§ **Exercise prompt**
Go through the entries below. Copy each line in which "PartResponse" appears.

§ **Supplied entries**

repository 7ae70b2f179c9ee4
use serde::{Deserialize, Serialize};
use utoipa::ToSchema;

use crate::domain::menu_analysis::entities::Suggestion;

#[derive(Debug, Clone, PartialEq, Eq, Serialize, Deserialize, ToSchema)]
#[serde(rename_all = "camelCase")]
pub struct QualityCheck {
    pub is_legible: bool,
    #[serde(default)]
    pub feedback: String,
}

/// Suggestions in the order the model ranked them.
#[derive(Debug, Clone, PartialEq, Serialize, Deserialize, ToSchema)]
pub struct AnalysisResult {
    pub suggestions: Vec<Suggestion>,
}
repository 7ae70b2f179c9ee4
use serde::{Deserialize, Serialize};
use thiserror::Error;
use utoipa::ToSchema;

use crate::domain::common::entities::app_errors::CoreError;

pub const ILLEGIBLE_FALLBACK_FEEDBACK: &str = "a imagem não está legível";

#[derive(Debug, Clone, Copy, PartialEq, Eq, Hash, Serialize, Deserialize, ToSchema)]
#[serde(rename_all = "snake_case")]
pub enum MenuAnalysisErrorKind {
    EmptyResponse,
    MalformedResponse,
    IncompleteResponse,
    Illegible,
    NoMatches,
    Connectivity,
    Unclassified,
    Unknown,
}

impl MenuAnalysisErrorKind {
    pub fn as_str(&self) -> &'static str {
        match self {
            MenuAnalysisErrorKind::EmptyResponse => "empty_response",
            MenuAnalysisErrorKind::MalformedResponse => "malformed_response",
            MenuAnalysisErrorKind::IncompleteResponse => "incomplete_response",
            MenuAnalysisErrorKind::Illegible => "illegible",
            MenuAnalysisErrorKind::NoMatches => "no_matches",
            MenuAnalysisErrorKind::Connectivity => "connectivity",
            MenuAnalysisErrorKind::Unclassified => "unclassified",
            MenuAnalysisErrorKind::Unknown => "unknown",
        }
    }
}

/// Failures of one analysis call. The display text is shown to the end
/// user as-is.
#[derive(Debug, Clone, PartialEq, Eq, Error)]
pub enum MenuAnalysisError {
    #[error(
        "A IA não retornou nenhuma resposta. Isso costuma acontecer quando as imagens estão \
         escuras, desfocadas ou ilegíveis. Tente enviar fotos mais nítidas do cardápio."
    )]
    EmptyResponse,

    #[error(
        "A resposta da IA veio em um formato inesperado. Tente novamente com imagens mais \
         claras do cardápio."
    )]
    MalformedResponse,

    #[error(
        "Não foi possível concluir a verificação de qualidade do cardápio. Tente novamente."
    )]
    IncompleteResponse,

    #[error(
        "Não foi possível ler o cardápio: {}. Dica: tire uma nova foto com foco nítido, boa \
         iluminação e sem reflexos.",
        illegible_feedback(.feedback)
    )]
    Illegible { feedback: String },

    #[error(
        "Nenhuma sugestão foi encontrada. A IA pode não ter conseguido ler o cardápio, ou \
         nenhum prato corresponde ao seu perfil. Tente fotos mais nítidas ou ajuste suas \
         preferências."
    )]
    NoMatches,

    #[error(
        "Erro de conexão com o serviço de recomendações. Verifique sua conexão com a internet \
         e tente novamente."
    )]
    Connectivity,

    #[error("Falha ao obter recomendações: {0}")]
    Unclassified(String),

    #[error("Ocorreu um erro desconhecido ao obter recomendações. Tente novamente.")]
    Unknown,
}

fn illegible_feedback(feedback: &str) -> &str {
    let trimmed = feedback.trim();
    if trimmed.is_empty() {
        ILLEGIBLE_FALLBACK_FEEDBACK
    } else {
        trimmed
    }
}

impl MenuAnalysisError {
    pub fn kind(&self) -> MenuAnalysisErrorKind {
        match self {
            MenuAnalysisError::EmptyResponse => MenuAnalysisErrorKind::EmptyResponse,
            MenuAnalysisError::MalformedResponse => MenuAnalysisErrorKind::MalformedResponse,
            MenuAnalysisError::IncompleteResponse => MenuAnalysisErrorKind::IncompleteResponse,
            MenuAnalysisError::Illegible { .. } => MenuAnalysisErrorKind::Illegible,
            MenuAnalysisError::NoMatches => MenuAnalysisErrorKind::NoMatches,
            MenuAnalysisError::Connectivity => MenuAnalysisErrorKind::Connectivity,
            MenuAnalysisError::Unclassified(_) => MenuAnalysisErrorKind::Unclassified,
            MenuAnalysisError::Unknown => MenuAnalysisErrorKind::Unknown,
        }
    }
}

fn looks_like_connectivity(message: &str) -> bool {
    let lowered = message.to_lowercase();
    lowered.contains("network") || lowered.contains("fetch")
}

impl From<CoreError> for MenuAnalysisError {
    fn from(error: CoreError) -> Self {
        match error {
            CoreError::Network(_) => MenuAnalysisError::Connectivity,
            other => {
                let message = other.to_string();
                if message.trim().is_empty() {
                    MenuAnalysisError::Unknown
                } else if looks_like_connectivity(&message) {
                    MenuAnalysisError::Connectivity
                } else {
                    MenuAnalysisError::Unclassified(message)
                }
            }
        }
    }
}
use crate::{
    domain::common::{MenuLensConfig, entities::app_errors::CoreError, services::Service},
    infrastructure::llm::GeminiLLMClient,
};

pub type MenuLensService = Service<GeminiLLMClient>;

/// Builds the service from configuration. Fails immediately when the
/// Gemini credential is absent instead of on the first analysis.
pub async fn create_service(config: MenuLensConfig) -> Result<MenuLensService, CoreError> {
    let llm_client = GeminiLLMClient::new(config.llm)?;

    tracing::info!(
        schema_version = %config.analysis.schema_version,
        "menu analysis service initialized"
    );

    Ok(Service::new(llm_client, config.analysis))
}
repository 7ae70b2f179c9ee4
pub mod http;
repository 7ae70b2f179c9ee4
use serde::{Deserialize, Serialize};
use utoipa::ToSchema;

/// One menu photo, already base64-encoded, with its MIME type.
#[derive(Debug, Clone, PartialEq, Eq, Serialize, Deserialize, ToSchema)]
pub struct MenuImage {
    pub data: String,
    pub mime_type: String,
}

impl MenuImage {
    pub fn new(data: impl Into<String>, mime_type: impl Into<String>) -> Self {
        Self {
            data: data.into(),
            mime_type: mime_type.into(),
        }
    }

    pub fn is_empty(&self) -> bool {
        self.data.trim().is_empty()
    }
}
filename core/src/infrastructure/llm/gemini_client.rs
use reqwest::{Client, StatusCode};
use serde::{Deserialize, Serialize};

use crate::domain::{
    common::{LLMConfig, entities::app_errors::CoreError},
    menu_analysis::{entities::MenuImage, ports::LLMClient},
};

#[derive(Debug, Clone)]
pub struct GeminiLLMClient {
    api_key: String,
    model_name: String,
    base_url: String,
    client: Client,
}

#[derive(Debug, Serialize)]
struct GeminiRequest {
    contents: Vec<Content>,
    #[serde(skip_serializing_if = "Option::is_none")]
    generation_config: Option<GenerationConfig>,
}

#[derive(Debug, Serialize)]
struct Content {
    parts: Vec<Part>,
}

#[derive(Debug, Serialize)]
#[serde(untagged)]
enum Part {
    Text { text: String },
    InlineData { inline_data: InlineData },
}

#[derive(Debug, Serialize)]
struct InlineData {
    mime_type: String,
    data: String,
}

#[derive(Debug, Serialize)]
struct GenerationConfig {
    response_mime_type: String,
    response_schema: serde_json::Value,
}

#[derive(Debug, Deserialize)]
struct GeminiResponse {
    #[serde(default)]
    candidates: Vec<Candidate>,
}

#[derive(Debug, Deserialize)]
struct Candidate {
    #[serde(default)]
    content: Option<ContentResponse>,
}

#[derive(Debug, Deserialize)]
struct ContentResponse {
    #[serde(default)]
    parts: Vec<PartResponse>,
}

#[derive(Debug, Deserialize)]
struct PartResponse {
    #[serde(default)]
    text: Option<String>,
}

impl GeminiResponse {
    /// Concatenated text of the first candidate, empty when the model
    /// produced none.
    fn into_text(self) -> String {
        self.candidates
            .into_iter()
            .next()
            .and_then(|candidate| candidate.content)
            .map(|content| {
                content
                    .parts
                    .into_iter()
                    .filter_map(|part| part.text)
                    .collect::<String>()
            })
            .unwrap_or_default()
    }
}

fn json_request(
    prompt: String,
    images: Vec<MenuImage>,
    response_schema: serde_json::Value,
) -> GeminiRequest {
    let mut parts = Vec::with_capacity(images.len() + 1);
    parts.push(Part::Text { text: prompt });
    parts.extend(images.into_iter().map(|image| Part::InlineData {
        inline_data: InlineData {
            mime_type: image.mime_type,
            data: image.data,
        },
    }));

    GeminiRequest {
        contents: vec![Content { parts }],
        generation_config: Some(GenerationConfig {
            response_mime_type: "application/json".to_string(),
            response_schema,
        }),
    }
}

fn transport_error(e: reqwest::Error) -> CoreError {
    if e.is_connect() || e.is_timeout() || e.is_request() {
        CoreError::Network(e.to_string())
    } else {
        CoreError::ExternalServiceError(format!("LLM API error: {}", e))
    }
}

/// The provider's error body stays in the logs; callers only see the status.
fn status_error(status: StatusCode) -> CoreError {
    CoreError::ExternalServiceError(format!("LLM API returned error: {}", status))
}

impl GeminiLLMClient {
    pub fn new(config: LLMConfig) -> Result<Self, CoreError> {
        if config.gemini_api_key.trim().is_empty() {
            return Err(CoreError::MissingCredential(
                "GEMINI_API_KEY is not set".to_string(),
            ));
        }

        if config.gemini_model.trim().is_empty() {
            return Err(CoreError::InvalidConfiguration(
                "Gemini model name is empty".to_string(),
            ));
        }

        Ok(Self {
            api_key: config.gemini_api_key,
            model_name: config.gemini_model,
            base_url: config.gemini_base_url.trim_end_matches('/').to_string(),
            client: Client::new(),
        })
    }

    fn endpoint(&self) -> String {
        format!(
            "{}/models/{}:generateContent",
            self.base_url, self.model_name
        )
    }

    async fn call_gemini_api(&self, request: GeminiRequest) -> Result<String, CoreError> {
        let response = self
            .client
            .post(self.endpoint())
            .header("x-goog-api-key", &self.api_key)
            .json(&request)
            .send()
            .await
            .map_err(|e| {
                tracing::error!("Gemini API request failed: {}", e);
                transport_error(e)
            })?;

        if !response.status().is_success() {
            let status = response.status();
            let error_text = response.text().await.unwrap_or_default();
            tracing::error!("Gemini API error: {} - {}", status, error_text);
            return Err(status_error(status));
        }

        let gemini_response: GeminiResponse = response.json().await.map_err(|e| {
            tracing::error!("Failed to parse Gemini response: {}", e);
            if e.is_decode() {
                CoreError::ExternalServiceError(format!("Failed to parse LLM response: {}", e))
            } else {
                transport_error(e)
            }
        })?;

        Ok(gemini_response.into_text())
    }
}

impl LLMClient for GeminiLLMClient {
    async fn generate_with_images(
        &self,
        prompt: String,
        images: Vec<MenuImage>,
        response_schema: serde_json::Value,
    ) -> Result<String, CoreError> {
        tracing::info!(
            model = %self.model_name,
            images = images.len(),
            "Sending menu analysis request to Gemini"
        );

        self.call_gemini_api(json_request(prompt, images, response_schema))
            .await
    }
}

#[cfg(test)]
mod tests {
    use serde_json::json;

    use super::*;
    use crate::domain::menu_analysis::entities::{MenuAnalysisError, MenuAnalysisErrorKind};

    #[test]
    fn test_new_rejects_blank_api_key() {
        let result = GeminiLLMClient::new(LLMConfig::new(""));
        assert!(matches!(result, Err(CoreError::MissingCredential(_))));
    }

    #[test]
    fn test_endpoint_uses_configured_model() {
        let mut config = LLMConfig::new("key");
        config.gemini_model = "gemini-test".to_string();
        config.gemini_base_url = "http://localhost:8080/v1beta/".to_string();

        let client = GeminiLLMClient::new(config).unwrap();
        assert_eq!(
            client.endpoint(),
            "http://localhost:8080/v1beta/models/gemini-test:generateContent"
        );
    }

    #[test]
    fn test_request_carries_text_then_images_in_one_turn() {
        let request = json_request(
            "instrução".to_string(),
            vec![
                MenuImage::new("AAAA", "image/png"),
                MenuImage::new("BBBB", "image/jpeg"),
            ],
            json!({ "type": "object" }),
        );

        let body = serde_json::to_value(&request).unwrap();
        assert_eq!(body["contents"].as_array().unwrap().len(), 1);

        let parts = body["contents"][0]["parts"].as_array().unwrap();
        assert_eq!(parts.len(), 3);
        assert_eq!(parts[0]["text"], "instrução");
        assert_eq!(parts[1]["inline_data"]["mime_type"], "image/png");
        assert_eq!(parts[2]["inline_data"]["data"], "BBBB");
        assert_eq!(
            body["generation_config"]["response_mime_type"],
            "application/json"
        );
    }

    #[test]
    fn test_error_status_is_unclassified_without_provider_body() {
        let error = status_error(StatusCode::BAD_REQUEST);
        assert_eq!(
            error,
            CoreError::ExternalServiceError("LLM API returned error: 400 Bad Request".to_string())
        );

        let error = MenuAnalysisError::from(error);
        assert_eq!(error.kind(), MenuAnalysisErrorKind::Unclassified);
        assert!(error.to_string().ends_with("400 Bad Request"));
    }

    #[tokio::test]
    async fn test_refused_connection_is_network_error() {
        let e = Client::new()
            .get("http://127.0.0.1:9/")
            .send()
            .await
            .unwrap_err();

        assert!(matches!(transport_error(e), CoreError::Network(_)));
    }

    #[tokio::test]
    async fn test_invalid_url_is_external_service_error() {
        let e = Client::new().get("not a url").send().await.unwrap_err();

        assert!(matches!(
            transport_error(e),
            CoreError::ExternalServiceError(_)
        ));
    }

    #[test]
    fn test_response_text_parts_are_concatenated() {
        let response: GeminiResponse = serde_json::from_value(json!({
            "candidates": [{
                "content": { "parts": [{ "text": "{\"a\":" }, { "text": "1}" }] }
            }]
        }))
        .unwrap();

        assert_eq!(response.into_text(), "{\"a\":1}");
    }

    #[test]
    fn test_response_without_candidates_is_empty_text() {
        let response: GeminiResponse =
            serde_json::from_value(json!({ "promptFeedback": { "blockReason": "OTHER" } }))
                .unwrap();

        assert_eq!(response.into_text(), "");
    }
}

§ **Worked solution**
    parts: Vec<PartResponse>,
struct PartResponse {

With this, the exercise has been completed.